Mucha tinta ha corrido en las últimas semanas a propósito de la pugna entre el Gobierno y la Iglesia. No me refiero solo a las opiniones que circulan a diario a través de los medios de comunicación, sino también a los discursos pronunciados desde los púlpitos de las iglesias. Pero no sólo desde allí se erigen los fundamentalismos. Algunos sectores, apoyados por un gran despliegue mediático, han conseguido reducir el debate sobre el proyecto de Constitución a un problema moral, a través de una fórmula ya conocida en todos los tiempos, que articula su poder en la conveniente manipulación de los temores e incertidumbres.

Así, con cierta cuota de incredulidad y hastío, llegó a mis manos un texto interesante. De aquellos documentos que ayudan a reflexionar un poco y a sonreír sin culpa. Se trata de una carta pastoral escrita en 1941 por el entonces arzobispo de Quito, Carlos María de la Torre, sobre la influencia del cine en la sociedad quiteña. La encíclica, compuesta por uno de los sacerdotes más influyentes de la Iglesia Católica, en lo que más tarde se llamó la “Liga de la decencia”, condenaba todo acto inmoral y se reprimía fuertemente las pasiones y deseos humanos.
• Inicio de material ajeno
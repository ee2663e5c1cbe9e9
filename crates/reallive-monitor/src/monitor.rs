//! Live FLV consumption and the per-stream monitor registry.
//!
//! One tokio task per stream pulls `{base}/{namespace}/{stream_id}.flv`,
//! feeds every chunk through a fresh [`SeiStreamParser`] for that
//! connection, and merges decoded payloads into the [`TelemetryCache`].
//! Any failure (bad status, transport error, server closing the body)
//! leads to a fixed-delay reconnect; only a stop request ends the task.
//!
//! ```text
//!          ┌──────────── reconnect delay ◄───────────┐
//!          ▼                                          │
//!   Idle → Connecting → Streaming ── error / EOF ─────┘
//!                  └──── bad status ────────────────────┘
//!   (any) ── stop ──► Stopped
//! ```

use std::sync::atomic::{AtomicBool, Ordering};
use std::sync::Arc;
use std::time::Duration;

use dashmap::mapref::entry::Entry;
use dashmap::DashMap;
use futures::StreamExt;
use reqwest::{Client, Url};
use tokio::sync::{watch, Mutex};
use tokio::task::JoinHandle;

use reallive_common::ids::normalize_stream_key;
use reallive_sei::SeiStreamParser;

use crate::cache::TelemetryCache;
use crate::config::{MonitorConfig, DEFAULT_NAMESPACE};
use crate::error::ConnectError;

const CONNECT_TIMEOUT: Duration = Duration::from_secs(10);

#[derive(Debug, Clone, Copy, PartialEq, Eq)]
pub enum MonitorPhase {
    /// Waiting out the reconnect delay (or not yet started).
    Idle,
    /// Request sent, waiting for response headers.
    Connecting,
    /// Reading the body.
    Streaming,
    /// Task has exited.
    Stopped,
}

/// Live FLV URL for a stream. Both segments are percent-encoded.
pub fn stream_url(base: &Url, namespace: &str, stream_id: &str) -> Url {
    let mut url = base.clone();
    if let Ok(mut segments) = url.path_segments_mut() {
        segments
            .pop_if_empty()
            .push(namespace)
            .push(&format!("{stream_id}.flv"));
    }
    url
}

/// Resolves once stop has been requested or the stop sender is gone.
async fn stop_requested(stop_rx: &mut watch::Receiver<bool>) {
    let _ = stop_rx.wait_for(|stop| *stop).await;
}

// ── Task ────────────────────────────────────────────────────────────

struct MonitorTask {
    stream_id: String,
    namespace: String,
    url: Url,
    client: Client,
    cache: Arc<TelemetryCache>,
    reconnect_delay: Duration,
    running: Arc<AtomicBool>,
    phase_tx: watch::Sender<MonitorPhase>,
}

impl MonitorTask {
    fn running(&self) -> bool {
        self.running.load(Ordering::Acquire)
    }

    fn set_phase(&self, phase: MonitorPhase) {
        self.phase_tx.send_replace(phase);
    }

    async fn run(self, mut stop_rx: watch::Receiver<bool>) {
        tracing::info!(
            stream_id = %self.stream_id,
            namespace = %self.namespace,
            url = %self.url,
            "sei monitor started"
        );

        let mut connections: u64 = 0;
        while self.running() {
            self.set_phase(MonitorPhase::Connecting);
            connections += 1;

            let result = tokio::select! {
                result = self.consume() => result,
                _ = stop_requested(&mut stop_rx) => break,
            };
            if !self.running() {
                break;
            }
            if let Err(e) = result {
                tracing::warn!(
                    stream_id = %self.stream_id,
                    attempt = connections,
                    error = %e,
                    "sei stream interrupted, reconnecting"
                );
            }

            self.set_phase(MonitorPhase::Idle);
            tokio::select! {
                _ = tokio::time::sleep(self.reconnect_delay) => {}
                _ = stop_requested(&mut stop_rx) => break,
            }
        }

        self.set_phase(MonitorPhase::Stopped);
        tracing::info!(stream_id = %self.stream_id, "sei monitor stopped");
    }

    /// One connection. Only returns once the stream is over.
    async fn consume(&self) -> Result<(), ConnectError> {
        let response = self.client.get(self.url.clone()).send().await?;
        let status = response.status();
        if !status.is_success() {
            return Err(ConnectError::Status(status.as_u16()));
        }

        self.set_phase(MonitorPhase::Streaming);
        tracing::debug!(stream_id = %self.stream_id, "sei stream connected");

        let mut parser = SeiStreamParser::new();
        let mut body = response.bytes_stream();
        while let Some(chunk) = body.next().await {
            let chunk = chunk?;
            for payload in parser.push(&chunk) {
                self.cache.update(&self.stream_id, &payload);
            }
            if !self.running() {
                return Ok(());
            }
        }

        if parser.is_rejected() {
            tracing::debug!(stream_id = %self.stream_id, "stream was not FLV");
        }
        Err(ConnectError::StreamClosed)
    }
}

// ── Registry ────────────────────────────────────────────────────────

struct MonitorHandle {
    namespace: String,
    running: Arc<AtomicBool>,
    stop_tx: watch::Sender<bool>,
    phase_rx: watch::Receiver<MonitorPhase>,
    task: JoinHandle<()>,
}

impl MonitorHandle {
    async fn shutdown(self, stream_id: &str) {
        self.running.store(false, Ordering::Release);
        let _ = self.stop_tx.send(true);
        if let Err(e) = self.task.await {
            tracing::error!(stream_id = %stream_id, error = %e, "sei monitor task failed");
        }
    }
}

/// At most one live monitor per stream id.
#[derive(Clone)]
pub struct MonitorRegistry {
    inner: Arc<Inner>,
}

struct Inner {
    monitors: DashMap<String, MonitorHandle>,
    /// Held across remove, shutdown and insert in `start` and `stop`.
    lifecycle: Mutex<()>,
    cache: Arc<TelemetryCache>,
    client: Client,
    flv_base: Url,
    reconnect_delay: Duration,
}

impl MonitorRegistry {
    pub fn new(cache: Arc<TelemetryCache>, config: &MonitorConfig) -> Result<Self, ConnectError> {
        let client = Client::builder().connect_timeout(CONNECT_TIMEOUT).build()?;
        Ok(Self::with_client(cache, client, config))
    }

    pub fn with_client(cache: Arc<TelemetryCache>, client: Client, config: &MonitorConfig) -> Self {
        Self {
            inner: Arc::new(Inner {
                monitors: DashMap::new(),
                lifecycle: Mutex::new(()),
                cache,
                client,
                flv_base: config.flv_base.clone(),
                reconnect_delay: config.reconnect_delay,
            }),
        }
    }

    pub fn cache(&self) -> &Arc<TelemetryCache> {
        &self.inner.cache
    }

    /// Start monitoring `stream_id` under `namespace`.
    ///
    /// No-op for an empty id or when the same namespace is already running.
    /// A different namespace stops the old task and waits for it to exit
    /// before the new one is spawned.
    pub async fn start(&self, stream_id: &str, namespace: &str) {
        let stream_id = normalize_stream_key(stream_id);
        if stream_id.is_empty() {
            return;
        }
        let namespace = match namespace.trim() {
            "" => DEFAULT_NAMESPACE,
            ns => ns,
        };

        let _guard = self.inner.lifecycle.lock().await;
        if let Some((_, previous)) = self
            .inner
            .monitors
            .remove_if(&stream_id, |_, handle| handle.namespace != namespace)
        {
            tracing::info!(
                stream_id = %stream_id,
                from = %previous.namespace,
                to = %namespace,
                "namespace changed, restarting sei monitor"
            );
            previous.shutdown(&stream_id).await;
        }

        match self.inner.monitors.entry(stream_id.clone()) {
            Entry::Occupied(_) => {}
            Entry::Vacant(slot) => {
                slot.insert(self.spawn(stream_id, namespace.to_string()));
            }
        }
    }

    fn spawn(&self, stream_id: String, namespace: String) -> MonitorHandle {
        let running = Arc::new(AtomicBool::new(true));
        let (stop_tx, stop_rx) = watch::channel(false);
        let (phase_tx, phase_rx) = watch::channel(MonitorPhase::Idle);

        let task = MonitorTask {
            url: stream_url(&self.inner.flv_base, &namespace, &stream_id),
            stream_id,
            namespace: namespace.clone(),
            client: self.inner.client.clone(),
            cache: self.inner.cache.clone(),
            reconnect_delay: self.inner.reconnect_delay,
            running: running.clone(),
            phase_tx,
        };

        MonitorHandle {
            namespace,
            running,
            stop_tx,
            phase_rx,
            task: tokio::spawn(task.run(stop_rx)),
        }
    }

    /// Stop the monitor and wait for its task to exit. Returns whether one
    /// was running.
    pub async fn stop(&self, stream_id: &str) -> bool {
        let stream_id = normalize_stream_key(stream_id);
        let _guard = self.inner.lifecycle.lock().await;
        match self.inner.monitors.remove(&stream_id) {
            Some((_, handle)) => {
                handle.shutdown(&stream_id).await;
                true
            }
            None => false,
        }
    }

    pub async fn stop_all(&self) {
        let ids: Vec<String> = self
            .inner
            .monitors
            .iter()
            .map(|m| m.key().clone())
            .collect();
        for id in ids {
            self.stop(&id).await;
        }
    }

    pub fn phase(&self, stream_id: &str) -> Option<MonitorPhase> {
        self.inner
            .monitors
            .get(&normalize_stream_key(stream_id))
            .map(|m| *m.phase_rx.borrow())
    }

    /// Phase updates for the monitor currently registered under `stream_id`.
    /// The receiver outlives the monitor and ends on [`MonitorPhase::Stopped`].
    pub fn watch_phase(&self, stream_id: &str) -> Option<watch::Receiver<MonitorPhase>> {
        self.inner
            .monitors
            .get(&normalize_stream_key(stream_id))
            .map(|m| m.phase_rx.clone())
    }

    pub fn namespace(&self, stream_id: &str) -> Option<String> {
        self.inner
            .monitors
            .get(&normalize_stream_key(stream_id))
            .map(|m| m.namespace.clone())
    }

    /// `(stream_id, namespace)` of every registered monitor, sorted.
    pub fn active(&self) -> Vec<(String, String)> {
        let mut out: Vec<_> = self
            .inner
            .monitors
            .iter()
            .map(|m| (m.key().clone(), m.namespace.clone()))
            .collect();
        out.sort();
        out
    }
}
Todo esto a propósito de la llegada del cine a la franciscana ciudad de Quito.

Por aquel entonces, en palabras del sacerdote, el cine constituía: “una escuela de crímenes, una inmunda pocilga de lujuria, en donde almas inmortales se sustentan con alimento de cerdos, y en tormentoso yunque, en donde, la naturaleza humana, a los golpes de las sombras, tan destituidas de realidad en sí mismas como en lo que representan, se deforma y pierde su hermosura”. Desde la oscuridad de la sala, la convivencia de ambos géneros en un ambiente cerrado, la música y el despliegue de los actores en escena, todo propendía al exceso, vicios y desenfreno. Lo condenable, era simplemente la libertad de soñar y fantasear. Lo pecaminoso: el goce de los sentidos. Lo preocupante: la libertad de conciencia, la provocación a la lujuria, lo contagioso del amor y la perversión del criterio moral.

Todo eso y mucho más, como dice la canción, hacían del cine un arte inferior, pecaminoso y condenable. Me imagino los sermones del domingo con toda esa culpa trasladada a los feligreses. Me parece oír las confesiones de las jovencitas declarando su profuso amor por Clark Gable, el galán de Hollywood de los años 40. Y no quiero, ni imaginarme las penitencias.

No es casual desempolvar este texto porque en esencia los discursos no han variado. Reducir todo a una discusión maniquea de la lucha entre el bien y el mal ha sido una constante en todos los tiempos. Por eso es útil desempolvar esas historias para encontrar respuestas.

La discusión resulta interesante porque nos pone de cara frente a lo que somos y a lo que creemos. Porque revela nuestras creencias, temores, incertidumbres, y porque nos revela a nosotros mismos en blanco y negro. Pero a ratos, la trama se convierte en un pésimo culebrón repleto de traiciones, golpes bajos y pésimos diálogos. Tal como en una mala telenovela, la gente se aburre, bosteza con cada capítulo de alargue y ruega porque llegue el capítulo final. Por eso prefiero analizar el argumento y entonces decidir.